Those in my inner circle and some on the outskirts know I’m not keen on the idea of children. Let me rephrase I think the idea of children is fantabulous but I don’t know for sure whether little people fit into my life space. This isn’t a decision I’ve come to lightly. Serious thought went into deducing that kids aren’t necessary to make my world go round. Rarely do I share this decision outside of the close confines of my inner circle because the scorn and side eye I receive after the words leave my mouth is ginormous. And really I only dig lower case side eye o_O.

Well Friday was no exception to this rule. Prevailing chick logic or at least the chicks in the shop that day said that I’d probably never been in love because of course I’d want to give some dude babies. Nope been on that manic rollercoaster twice and neither of those times did I contemplate giving either babies. We talked about babies but not at my request…maybe I was loving them wrong, yo no se! Love doesn’t come with an instruction manual. If it does I’m 74.9% positive that swollen and barefoot is not chapter 5. I’m under the impression in love my only obligation is to give myself in whole with no barriers.

Their second line of thought, equally illogical, that since I had the money to afford a child there was absolutely no reason I should not have one. I’d prefer to separate from my money by choice not force. Since when did children become a must have life accessory? Just because you can afford something doesn’t mean you buy it similar to just because they make it in your size doesn’t mean you squeeze your fat ass in it wear it. Last I checked money couldn’t parent for me. Money doesn’t spend time with children. And money doesn’t teach them right from wrong. Money therefore should never be the reason to have a child, my two cents and hashish!
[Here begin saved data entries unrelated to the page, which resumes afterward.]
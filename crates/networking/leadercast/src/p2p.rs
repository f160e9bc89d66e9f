use std::sync::Arc;

use anyhow::{Context, anyhow};
use async_trait::async_trait;
use futures::{
    AsyncRead, AsyncReadExt, AsyncWrite, AsyncWriteExt, Stream, StreamExt, future::join_all,
};
use libp2p::PeerId;
use libp2p_stream::Control;
use tessera_core::{Duty, UnsignedDataSet};
use tessera_metrics::{
    LEADERCAST_BROADCAST_ERRORS, LEADERCAST_INBOUND_DROPPED,
    helpers::{inc_int_counter_vec, inc_int_counter_vec_by},
};
use tokio::{
    sync::{
        Mutex,
        mpsc::{self, error::SendTimeoutError},
    },
    time::{Instant, timeout, timeout_at},
};
use tokio_util::sync::CancellationToken;
use tracing::{debug, error, warn};

use crate::{
    PROTOCOL, config::LeaderCastConfig, errors::TransportError, message,
    message::LeaderCastMessage, task::AbortOnDrop, transport::Transport,
};

pub type BoxedWriteStream = Box<dyn AsyncWrite + Send + Unpin>;

/// Opens outbound leader-cast streams.
#[async_trait]
pub trait StreamDialer: Send + Sync {
    async fn open(&self, peer: PeerId) -> anyhow::Result<BoxedWriteStream>;
}

/// Dials peers through a `libp2p-stream` behaviour running in the node's swarm.
pub struct Libp2pDialer {
    control: Control,
}

impl Libp2pDialer {
    pub fn new(control: Control) -> Self {
        Self { control }
    }
}

#[async_trait]
impl StreamDialer for Libp2pDialer {
    async fn open(&self, peer: PeerId) -> anyhow::Result<BoxedWriteStream> {
        let mut control = self.control.clone();
        let stream = control
            .open_stream(peer, PROTOCOL)
            .await
            .map_err(|err| anyhow!("Failed to open leadercast stream to {peer}: {err}"))?;
        Ok(Box::new(stream))
    }
}

/// Reads one proposal per inbound stream into the transport's mailbox.
#[derive(Clone)]
pub struct InboundHandler {
    mailbox: mpsc::Sender<LeaderCastMessage>,
    config: LeaderCastConfig,
}

impl InboundHandler {
    /// Decodes a single message from `stream` and enqueues it. Reading and enqueueing share one
    /// deadline; a message that misses it is dropped.
    pub async fn handle<S>(&self, peer: PeerId, stream: S)
    where
        S: AsyncRead + Unpin,
    {
        let deadline = Instant::now() + self.config.inbound_timeout;

        let message =
            match timeout_at(deadline, read_message(stream, self.config.max_message_size)).await {
                Ok(Ok(message)) => message,
                Ok(Err(err)) => {
                    error!(%peer, "Decode leadercast message: {err}");
                    inc_int_counter_vec(&LEADERCAST_INBOUND_DROPPED, &["decode"]);
                    return;
                }
                Err(_) => {
                    warn!(%peer, "Timed out reading leadercast message");
                    inc_int_counter_vec(&LEADERCAST_INBOUND_DROPPED, &["timeout"]);
                    return;
                }
            };

        let (slot, duty) = (message.duty.slot, message.duty.duty_type);
        match self
            .mailbox
            .send_timeout(message, deadline.saturating_duration_since(Instant::now()))
            .await
        {
            Ok(()) => debug!(%peer, slot, %duty, "Received leadercast message"),
            Err(SendTimeoutError::Timeout(_)) => {
                warn!(%peer, slot, %duty, "Leadercast mailbox full, dropping message");
                inc_int_counter_vec(&LEADERCAST_INBOUND_DROPPED, &["mailbox_full"]);
            }
            Err(SendTimeoutError::Closed(_)) => {
                debug!(%peer, slot, %duty, "Leadercast mailbox closed, dropping message");
                inc_int_counter_vec(&LEADERCAST_INBOUND_DROPPED, &["closed"]);
            }
        }
    }

    /// Handles every incoming stream on its own task until `cancel` fires or the streams end.
    pub async fn run<I, S>(self, mut incoming: I, cancel: CancellationToken)
    where
        I: Stream<Item = (PeerId, S)> + Unpin,
        S: AsyncRead + Unpin + Send + 'static,
    {
        loop {
            tokio::select! {
                biased;
                _ = cancel.cancelled() => break,
                next = incoming.next() => match next {
                    Some((peer, stream)) => {
                        let handler = self.clone();
                        tokio::spawn(async move { handler.handle(peer, stream).await });
                    }
                    None => break,
                },
            }
        }
        debug!("Leadercast inbound loop stopped");
    }
}

async fn read_message<S>(stream: S, limit: usize) -> Result<LeaderCastMessage, TransportError>
where
    S: AsyncRead + Unpin,
{
    let mut bytes = Vec::new();
    stream
        .take(limit as u64 + 1)
        .read_to_end(&mut bytes)
        .await?;
    if bytes.len() > limit {
        return Err(TransportError::MessageTooLarge { limit });
    }
    LeaderCastMessage::decode(&bytes)
}

/// Leader-cast over one libp2p stream per peer and message.
///
/// `peers` lists every node of the cluster, this one included, in cluster order.
pub struct P2PTransport {
    dialer: Arc<dyn StreamDialer>,
    peers: Vec<PeerId>,
    peer_index: usize,
    inbound: InboundHandler,
    inbox: Mutex<mpsc::Receiver<LeaderCastMessage>>,
    _inbound_task: Option<AbortOnDrop<()>>,
}

impl P2PTransport {
    pub fn new(
        dialer: Arc<dyn StreamDialer>,
        peers: Vec<PeerId>,
        peer_index: usize,
        config: LeaderCastConfig,
    ) -> Self {
        let (mailbox, inbox) = mpsc::channel(config.mailbox_capacity);
        Self {
            dialer,
            peers,
            peer_index,
            inbound: InboundHandler { mailbox, config },
            inbox: Mutex::new(inbox),
            _inbound_task: None,
        }
    }

    /// Registers the leader-cast protocol on the swarm's stream behaviour and starts accepting
    /// inbound streams.
    pub fn with_libp2p(
        mut control: Control,
        peers: Vec<PeerId>,
        peer_index: usize,
        config: LeaderCastConfig,
        cancel: CancellationToken,
    ) -> anyhow::Result<Self> {
        let incoming = control
            .accept(PROTOCOL)
            .map_err(|err| anyhow!("Failed to accept {PROTOCOL} streams: {err}"))?;

        let mut transport = Self::new(
            Arc::new(Libp2pDialer::new(control)),
            peers,
            peer_index,
            config,
        );
        transport._inbound_task = Some(AbortOnDrop(tokio::spawn(
            transport.inbound_handler().run(incoming, cancel),
        )));
        Ok(transport)
    }

    pub fn inbound_handler(&self) -> InboundHandler {
        self.inbound.clone()
    }

    async fn send(&self, peer: PeerId, bytes: &[u8]) -> anyhow::Result<()> {
        let deadline = self.inbound.config.outbound_timeout;
        timeout(deadline, async {
            let mut stream = self.dialer.open(peer).await?;
            stream
                .write_all(bytes)
                .await
                .context("Failed to write leadercast message")?;
            stream
                .close()
                .await
                .context("Failed to close leadercast stream")?;
            Ok::<_, anyhow::Error>(())
        })
        .await
        .map_err(|_| anyhow!("Timed out sending leadercast message after {deadline:?}"))?
    }
}

#[async_trait]
impl Transport for P2PTransport {
    async fn broadcast(
        &self,
        cancel: &CancellationToken,
        from_index: usize,
        duty: Duty,
        data: &UnsignedDataSet,
    ) -> Result<(), TransportError> {
        let bytes = message::encode(from_index, duty, data)?;

        let sends = self
            .peers
            .iter()
            .enumerate()
            .filter(|(index, _)| *index != self.peer_index)
            .map(|(_, peer)| {
                let bytes = &bytes;
                async move { (*peer, self.send(*peer, bytes).await) }
            });

        let results = tokio::select! {
            biased;
            _ = cancel.cancelled() => return Err(TransportError::Cancelled),
            results = join_all(sends) => results,
        };

        let failures = results
            .into_iter()
            .filter_map(|(peer, result)| result.err().map(|err| (peer, err)))
            .collect::<Vec<_>>();

        if failures.is_empty() {
            debug!(slot = duty.slot, duty = %duty.duty_type, "Leader propose value success");
        } else {
            for (peer, err) in &failures {
                warn!(%peer, slot = duty.slot, "Failed to send leadercast message: {err:#}");
            }
            inc_int_counter_vec_by(&LEADERCAST_BROADCAST_ERRORS, failures.len() as u64, &[]);
            warn!(
                slot = duty.slot,
                duty = %duty.duty_type,
                failed = failures.len(),
                "Leader propose value with errors"
            );
        }

        Ok(())
    }

    async fn await_next(
        &self,
        cancel: &CancellationToken,
    ) -> Result<LeaderCastMessage, TransportError> {
        let mut inbox = tokio::select! {
            biased;
            _ = cancel.cancelled() => return Err(TransportError::Cancelled),
            inbox = self.inbox.lock() => inbox,
        };

        tokio::select! {
            biased;
            _ = cancel.cancelled() => Err(TransportError::Cancelled),
            message = inbox.recv() => message.ok_or(TransportError::Closed),
        }
    }
}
Clearly Wander employed these salon women as double agents to cripple my defenses. Once every 6 months or so she throws a haymaker in my direction that’s laced with guilt about the fact that she doesn’t have any grandkids. Really? Really! I’ve already explained to Wander that I’ve concretely decided my ovaries have another five more years and after that time they’re out of commission. I won’t be anyone’s 60-year-old mother mistaken for granny at the graduation. Not that I’m trying to get pregnant because I’m not but if it happens then it’s divine intervention, no Messiah! But don’t you go feeling all verklempt for Wander because she has two perfectly capable other children to manipulate into procreation

And really am I the bad guy in this situation? I’d like to think not. Of course as the author there’s a possibility I’m biased. Me no know. Funny thing, many people who have gremlins children didn’t give nearly as much thought into having them as I’ve given to not. Sorry but sometimes kids appear to be the aftermath of some random encounter. I’d prefer to not disguise my child’s mistaken birth from him/her.
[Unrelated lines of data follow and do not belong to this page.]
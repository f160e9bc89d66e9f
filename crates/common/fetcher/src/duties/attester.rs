use std::collections::BTreeMap;

use futures::future::try_join_all;
use tessera_core::{
    DutyDefinitionSet, PubKey, UnsignedData, UnsignedDataSet, containers::AttesterDuty,
    unsigned::AttesterData,
};
use tracing::debug;

use crate::{errors::FetchError, fetcher::Fetcher};

impl Fetcher {
    /// Queries attestation data once per committee and shares it with every member.
    pub(crate) async fn fetch_attester_data(
        &self,
        slot: u64,
        definitions: &DutyDefinitionSet,
    ) -> Result<UnsignedDataSet, FetchError> {
        let mut committees: BTreeMap<u64, Vec<(PubKey, &AttesterDuty)>> = BTreeMap::new();
        for (pubkey, definition) in definitions {
            let attester =
                definition
                    .as_attester()
                    .ok_or(FetchError::UnexpectedDefinition {
                        pubkey: *pubkey,
                        expected: "attester",
                    })?;
            committees
                .entry(attester.committee_index)
                .or_default()
                .push((*pubkey, attester));
        }

        let attestation_data = try_join_all(committees.keys().map(|committee_index| async move {
            let data = self
                .provider
                .attestation_data(slot, *committee_index)
                .await
                .map_err(FetchError::provider("attestation data"))?;
            Ok::<_, FetchError>((*committee_index, data))
        }))
        .await?;

        debug!(slot, committees = committees.len(), "Fetched attestation data");

        let mut unsigned_set = UnsignedDataSet::new();
        for (committee_index, data) in attestation_data {
            for (pubkey, attester) in committees.get(&committee_index).into_iter().flatten() {
                unsigned_set.insert(
                    *pubkey,
                    UnsignedData::Attestation(AttesterData {
                        data,
                        duty: (*attester).clone(),
                    }),
                );
            }
        }

        Ok(unsigned_set)
    }
}
mod aggregator;
mod attester;
mod proposer;
mod sync_contribution;

use tessera_core::{Duty, PubKey, SignedData};

use crate::errors::FetchError;

fn unexpected_signed_data(
    duty: Duty,
    pubkey: PubKey,
    expected: &'static str,
    actual: &SignedData,
) -> FetchError {
    FetchError::UnexpectedSignedData {
        duty,
        pubkey,
        expected,
        actual: actual.kind(),
    }
}
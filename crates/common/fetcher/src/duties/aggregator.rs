use std::collections::BTreeMap;

use futures::future::try_join_all;
use tessera_core::{
    Duty, DutyDefinitionSet, SignedData, UnsignedData, UnsignedDataSet,
    constants::NON_AGGREGATOR_COMMITTEE_LENGTH, eligibility::is_attestation_aggregator,
};
use tokio_util::sync::CancellationToken;
use tracing::debug;
use tree_hash::TreeHash;

use super::unexpected_signed_data;
use crate::{errors::FetchError, fetcher::Fetcher};

impl Fetcher {
    /// Selects the aggregators from their prepare-aggregator selection proofs, then fetches one
    /// aggregate per committee that has at least one of them.
    pub(crate) async fn fetch_aggregator_data(
        &self,
        cancel: &CancellationToken,
        duty: Duty,
        definitions: &DutyDefinitionSet,
    ) -> Result<UnsignedDataSet, FetchError> {
        let agg_sig_db = self.agg_sig_db()?;

        let selections = try_join_all(definitions.iter().map(|(pubkey, definition)| async move {
            let attester =
                definition
                    .as_attester()
                    .ok_or(FetchError::UnexpectedDefinition {
                        pubkey: *pubkey,
                        expected: "attester",
                    })?;
            if attester.committee_length == NON_AGGREGATOR_COMMITTEE_LENGTH {
                return Ok(None);
            }

            let selection_duty = Duty::prepare_aggregator(duty.slot);
            let selection = match agg_sig_db
                .await_signed(cancel, selection_duty, *pubkey)
                .await
                .map_err(FetchError::await_failed("await beacon committee selection"))?
            {
                SignedData::BeaconCommitteeSelection(selection) => selection,
                other => {
                    return Err(unexpected_signed_data(
                        selection_duty,
                        *pubkey,
                        "beacon_committee_selection",
                        &other,
                    ));
                }
            };

            if !is_attestation_aggregator(attester.committee_length, &selection.selection_proof) {
                return Ok(None);
            }
            Ok::<_, FetchError>(Some((*pubkey, attester.committee_index)))
        }))
        .await?;

        let mut committees = BTreeMap::<u64, Vec<_>>::new();
        for (pubkey, committee_index) in selections.into_iter().flatten() {
            committees.entry(committee_index).or_default().push(pubkey);
        }
        if committees.is_empty() {
            debug!(slot = duty.slot, "No aggregators selected");
            return Ok(UnsignedDataSet::new());
        }

        let await_att_data = self.await_att_data()?;
        let aggregates = try_join_all(committees.keys().map(|committee_index| async move {
            let attestation_data = await_att_data
                .await_attestation_data(cancel, duty.slot, *committee_index)
                .await
                .map_err(FetchError::await_failed("await attestation data"))?;

            let root = attestation_data.tree_hash_root();
            let aggregate = self
                .provider
                .aggregate_attestation(duty.slot, root)
                .await
                .map_err(FetchError::provider("aggregate attestation"))?
                .ok_or(FetchError::AggregateNotFound { root })?;
            Ok::<_, FetchError>((*committee_index, aggregate))
        }))
        .await?;

        let mut unsigned_set = UnsignedDataSet::new();
        for (committee_index, aggregate) in aggregates {
            for pubkey in committees.get(&committee_index).into_iter().flatten() {
                unsigned_set.insert(
                    *pubkey,
                    UnsignedData::AggregatedAttestation(aggregate.clone()),
                );
            }
        }

        Ok(unsigned_set)
    }
}
#[test]
fn test_double_registration() -> anyhow::Result<()> {
    let fetcher = new_fetcher(Arc::new(BeaconMock::new()));
    fetcher.register_agg_sig_db(Arc::new(MemAggSigDb::new()))?;
    fetcher.register_await_att_data(Arc::new(AttestationDataStore::new()))?;

    assert!(matches!(
        fetcher.register_agg_sig_db(Arc::new(MemAggSigDb::new())),
        Err(FetchError::AlreadyRegistered("AggSigDb"))
    ));
    assert!(matches!(
        fetcher.register_await_att_data(Arc::new(AttestationDataStore::new())),
        Err(FetchError::AlreadyRegistered("AwaitAttData"))
    ));
    Ok(())
}

#[tokio::test]
async fn test_empty_definitions_skip_subscribers() -> anyhow::Result<()> {
    let mock = Arc::new(BeaconMock::new());
    let fetcher = new_fetcher(mock.clone());
    let published = record(&fetcher);

    fetcher
        .fetch(
            &CancellationToken::new(),
            Duty::attester(SLOT),
            &DutyDefinitionSet::new(),
        )
        .await?;

    assert_eq!(mock.attestation_data_calls(), 0);
    assert!(published.lock().is_empty());
    Ok(())
}

#[tokio::test]
async fn test_unsupported_duty_type() {
    let fetcher = new_fetcher(Arc::new(BeaconMock::new()));
    let pubkey = random_pubkeys(1)[0];
    let definitions: DutyDefinitionSet =
        [(pubkey, attester_duty(pubkey, 0, 0).into())].into_iter().collect();

    let err = fetcher
        .fetch(&CancellationToken::new(), Duty::randao(SLOT), &definitions)
        .await
        .expect_err("randao has no unsigned data");
    assert!(matches!(err, FetchError::UnsupportedDutyType(DutyType::Randao)));
}

#[tokio::test]
async fn test_cancel_while_awaiting_randao() -> anyhow::Result<()> {
    let fetcher = new_fetcher(Arc::new(BeaconMock::new()));
    fetcher.register_agg_sig_db(Arc::new(MemAggSigDb::new()))?;
    let pubkey = random_pubkeys(1)[0];
    let definitions: DutyDefinitionSet = [(
        pubkey,
        ProposerDuty {
            pubkey,
            slot: SLOT,
            validator_index: 0,
        }
        .into(),
    )]
    .into_iter()
    .collect();

    let cancel = CancellationToken::new();
    let canceller = {
        let cancel = cancel.clone();
        tokio::spawn(async move {
            tokio::time::sleep(Duration::from_millis(20)).await;
            cancel.cancel();
        })
    };

    let result = fetcher
        .fetch(&cancel, Duty::proposer(SLOT), &definitions)
        .await;
    canceller.await?;

    assert!(matches!(result, Err(FetchError::Cancelled)));
    Ok(())
}

#[tokio::test]
async fn test_subscribers_run_in_order_and_stop_on_error() -> anyhow::Result<()> {
    let fetcher = new_fetcher(Arc::new(BeaconMock::new()));
    let calls = Arc::new(Mutex::new(Vec::new()));

    for (name, fail) in [("first", false), ("second", true), ("third", false)] {
        let calls = calls.clone();
        fetcher.subscribe(move |_, _, _| {
            let calls = calls.clone();
            async move {
                calls.lock().push(name);
                if fail {
                    return Err(anyhow!("{name} subscriber failed"));
                }
                Ok(())
            }
        });
    }

    let pubkey = random_pubkeys(1)[0];
    let definitions: DutyDefinitionSet =
        [(pubkey, attester_duty(pubkey, 0, 0).into())].into_iter().collect();
    let err = fetcher
        .fetch(&CancellationToken::new(), Duty::attester(SLOT), &definitions)
        .await
        .expect_err("second subscriber fails");

    assert!(matches!(err, FetchError::Subscriber(_)));
    assert_eq!(err.to_string(), "second subscriber failed");
    assert_eq!(*calls.lock(), vec!["first", "second"]);
    Ok(())
}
Children are serious business. Haphazardly becoming a parent is the opposite of the business. Not for nothing parenting is a job where no one can afford to fail. Failing at parenthood causes a plethora of problems not just for the failed parent, and the poorly parented child but also and more importantly for the unsuspecting bystanders. And if you’re confused unsuspecting bystanders are the general public. Badly parented kids become flash mob participants. Oh did I step on some toes? Watch your feet! If you were a better parent you probably wouldn’t take offense. I’m just saying. Keep your heathens on a leash.
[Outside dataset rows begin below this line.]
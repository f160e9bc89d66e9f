use serde::{Deserialize, Serialize};
use ssz_derive::{Decode, Encode};
use tree_hash_derive::TreeHash;

use super::BLSSignature;

#[derive(Debug, PartialEq, Eq, Clone, Serialize, Deserialize, Encode, Decode, TreeHash)]
pub struct BeaconCommitteeSelection {
    #[serde(with = "serde_utils::quoted_u64")]
    pub validator_index: u64,
    #[serde(with = "serde_utils::quoted_u64")]
    pub slot: u64,
    pub selection_proof: BLSSignature,
}

#[derive(Debug, PartialEq, Eq, Clone, Serialize, Deserialize, Encode, Decode, TreeHash)]
pub struct SyncCommitteeSelection {
    #[serde(with = "serde_utils::quoted_u64")]
    pub validator_index: u64,
    #[serde(with = "serde_utils::quoted_u64")]
    pub slot: u64,
    #[serde(with = "serde_utils::quoted_u64")]
    pub subcommittee_index: u64,
    pub selection_proof: BLSSignature,
}

/// Cluster-aggregated randao reveal for an epoch.
#[derive(Debug, PartialEq, Eq, Clone, Serialize, Deserialize, Encode, Decode, TreeHash)]
pub struct SignedRandao {
    #[serde(with = "serde_utils::quoted_u64")]
    pub epoch: u64,
    pub signature: BLSSignature,
}
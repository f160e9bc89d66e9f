pub mod beacon_mock;
pub mod random;

pub use beacon_mock::BeaconMock;
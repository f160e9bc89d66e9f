use std::sync::Arc;

use anyhow::ensure;
use futures::{FutureExt, future::BoxFuture};
use parking_lot::RwLock;
use tessera_core::{Duty, UnsignedDataSet};
use tokio_util::sync::CancellationToken;
use tracing::{debug, info, warn};

use crate::{errors::TransportError, message::LeaderCastMessage, transport::Transport};

pub type Subscriber = Arc<
    dyn Fn(CancellationToken, Duty, UnsignedDataSet) -> BoxFuture<'static, anyhow::Result<()>>
        + Send
        + Sync,
>;

/// Index of the node that proposes `duty`. Rotates with the slot and differs between duty
/// types of the same slot.
///
/// # Panics
///
/// If `nodes` is zero.
pub fn leader_index(duty: &Duty, nodes: usize) -> usize {
    assert!(nodes > 0, "leader election needs at least one node");
    ((duty.slot + duty.duty_type.discriminant()) % nodes as u64) as usize
}

/// One node's side of leader-cast: the leader proposes its own fetched data, followers adopt
/// whatever the leader sent. Both end by handing the agreed set to the subscribers.
///
/// The leader is trusted. There is no voting, no retry and no repair of a lost proposal.
pub struct LeaderCast {
    transport: Arc<dyn Transport>,
    peer_index: usize,
    nodes: usize,
    subscribers: RwLock<Vec<Subscriber>>,
}

impl LeaderCast {
    pub fn new(
        transport: Arc<dyn Transport>,
        peer_index: usize,
        nodes: usize,
    ) -> anyhow::Result<Self> {
        ensure!(
            peer_index < nodes,
            "Peer index {peer_index} out of range for a cluster of {nodes} nodes"
        );
        Ok(Self {
            transport,
            peer_index,
            nodes,
            subscribers: RwLock::new(Vec::new()),
        })
    }

    pub fn subscribe<F, Fut>(&self, subscriber: F)
    where
        F: Fn(CancellationToken, Duty, UnsignedDataSet) -> Fut + Send + Sync + 'static,
        Fut: Future<Output = anyhow::Result<()>> + Send + 'static,
    {
        let subscriber: Subscriber =
            Arc::new(move |cancel, duty, data| subscriber(cancel, duty, data).boxed());
        self.subscribers.write().push(subscriber);
    }

    pub fn is_leader(&self, duty: &Duty) -> bool {
        leader_index(duty, self.nodes) == self.peer_index
    }

    /// Broadcasts locally fetched data if this node leads `duty`, then delivers it to the local
    /// subscribers. Followers ignore their own data and wait for the leader's.
    pub async fn propose(
        &self,
        cancel: &CancellationToken,
        duty: Duty,
        data: UnsignedDataSet,
    ) -> Result<(), TransportError> {
        if !self.is_leader(&duty) {
            debug!(
                slot = duty.slot,
                duty = %duty.duty_type,
                leader = leader_index(&duty, self.nodes),
                "Not the leader, awaiting proposal"
            );
            return Ok(());
        }

        self.transport
            .broadcast(cancel, self.peer_index, duty, &data)
            .await?;
        self.notify(cancel, duty, data).await
    }

    /// Receives proposals until `cancel` fires. Proposals from nodes that do not lead their duty
    /// are dropped.
    pub async fn run(&self, cancel: CancellationToken) -> Result<(), TransportError> {
        info!(peer_index = self.peer_index, nodes = self.nodes, "LeaderCast started");
        loop {
            let message = match self.transport.await_next(&cancel).await {
                Ok(message) => message,
                Err(TransportError::Cancelled) => break,
                Err(err) => return Err(err),
            };

            if let Err(err) = self.check_leader(&message) {
                warn!("Dropping leadercast message: {err}");
                continue;
            }

            let (slot, duty) = (message.duty.slot, message.duty.duty_type);
            if let Err(err) = self.notify(&cancel, message.duty, message.data).await {
                warn!(slot, %duty, "Failed to handle leader proposal: {err}");
            }
        }
        info!(peer_index = self.peer_index, "LeaderCast stopped");
        Ok(())
    }

    fn check_leader(&self, message: &LeaderCastMessage) -> Result<(), TransportError> {
        let leader = leader_index(&message.duty, self.nodes);
        if message.sender_index != leader {
            return Err(TransportError::UnexpectedLeader {
                duty: message.duty,
                leader,
                sender: message.sender_index,
            });
        }
        Ok(())
    }

    async fn notify(
        &self,
        cancel: &CancellationToken,
        duty: Duty,
        data: UnsignedDataSet,
    ) -> Result<(), TransportError> {
        let subscribers = self.subscribers.read().clone();
        for subscriber in subscribers {
            subscriber(cancel.clone(), duty, data.clone())
                .await
                .map_err(TransportError::Subscriber)?;
        }
        Ok(())
    }
}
Way harsh! I know but sometimes the truth much like a bloody nose received at the hand of a teenage upright ape hurts. Granted I speak from the cushy seat of a non-parent who has no real concept what it’s like to care for and raise a child. But you could be like me too! Having children is a decision that should be well thought out before ba da bing, ba da boom, little person. So ladies remember when you’re being freaky like the daughter of a pastor the end result could be the gift that keeps on giving, no STD.

The same rules apply to gents too but since women typically are the primary care giver it just made sense to say it that way.

And there you have it folks. What says you, am I simply a naïve non-parent who knows not what I say? It’s possible I form my opinions much like people have children, on the fly! ←shots fired! Have I oversimplified or overanalyzed the notion of having and raising children? Do you think all able-bodied chicks are required, money permitting, to have children? Speak on it, as always to share is to care and hashish.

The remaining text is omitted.